> _ACTION ITEM_: Below are some entries. Copy each line in them that holds "ErrorCode".

--- MATERIAL FOR THE TASK ---

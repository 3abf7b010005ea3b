//! The error type shared by the node store and the tree layers.

use crate::version::Version;
use thiserror::Error;

/// A trait for assigning a stable, machine-readable string code to an error,
/// useful for metrics and log correlation.
pub trait ErrorCode {
    /// Returns the unique, stable string identifier for this error variant.
    fn code(&self) -> &'static str;
}

/// Errors surfaced by the node store and the working tree.
///
/// Three classes, per the error-handling design: *input contract* violations
/// (`NilValue`, `DeleteLatestVersion`, `NonPositiveVersion`) are fatal aborts
/// of the current operation; *store failures* (`Backend`) are surfaced
/// verbatim; *integrity violations* (`Integrity`) indicate a bug and must
/// never be silently recovered from.
#[derive(Debug, Error)]
pub enum StoreError {
    /// A lookup or delete named a version the store has no record of.
    #[error("version does not exist")]
    VersionDoesNotExist,

    /// A strictly positive target version was requested of `load` but the
    /// store's latest known version differs.
    #[error("version mismatch: latest known version is {latest}")]
    VersionMismatch {
        /// The latest version actually known to the store.
        latest: Version,
    },

    /// `save_version` was called for a version that already exists, and the
    /// working tree's hash does not match the one already stored.
    #[error("overwrite mismatch: existing root {existing:?} != new root {new:?}")]
    OverwriteMismatch {
        /// The hash already stored for this version.
        existing: [u8; 32],
        /// The hash the working tree would have produced.
        new: [u8; 32],
    },

    /// The store declares an `initial_version` floor and a persisted version
    /// below it was found.
    #[error("initial version violation: found version {found}, configured floor is {configured}")]
    InitialVersionViolation {
        /// The offending persisted version.
        found: Version,
        /// The configured `initial_version` floor.
        configured: Version,
    },

    /// A value of `null`/absent was passed to an insert. Values must be
    /// present (possibly zero-length) byte sequences.
    #[error("value must not be nil")]
    NilValue,

    /// A key of zero length was passed to an operation that requires a
    /// non-empty key.
    #[error("key must not be empty")]
    EmptyKey,

    /// An attempt was made to delete the latest saved version, or a
    /// non-positive version.
    #[error("cannot delete version {0}: latest version or non-positive version")]
    ProtectedVersion(Version),

    /// A structural invariant was violated: an unbalanced persisted node, an
    /// empty hash where one is never expected, or similar. These indicate a
    /// bug in this crate, not a recoverable runtime condition.
    #[error("integrity violation: {0}")]
    Integrity(String),

    /// An error surfaced verbatim from the underlying physical store.
    #[error("store error: {0}")]
    Backend(String),
}

impl ErrorCode for StoreError {
    fn code(&self) -> &'static str {
        match self {
            Self::VersionDoesNotExist => "VERSION_DOES_NOT_EXIST",
            Self::VersionMismatch { .. } => "VERSION_MISMATCH",
            Self::OverwriteMismatch { .. } => "OVERWRITE_MISMATCH",
            Self::InitialVersionViolation { .. } => "INITIAL_VERSION_VIOLATION",
            Self::NilValue => "NIL_VALUE",
            Self::EmptyKey => "EMPTY_KEY",
            Self::ProtectedVersion(_) => "PROTECTED_VERSION",
            Self::Integrity(_) => "INTEGRITY_VIOLATION",
            Self::Backend(_) => "STORE_ERROR",
        }
    }
}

---

> _EXERCISE RESPONSE_:
pub trait ErrorCode {
impl ErrorCode for StoreError {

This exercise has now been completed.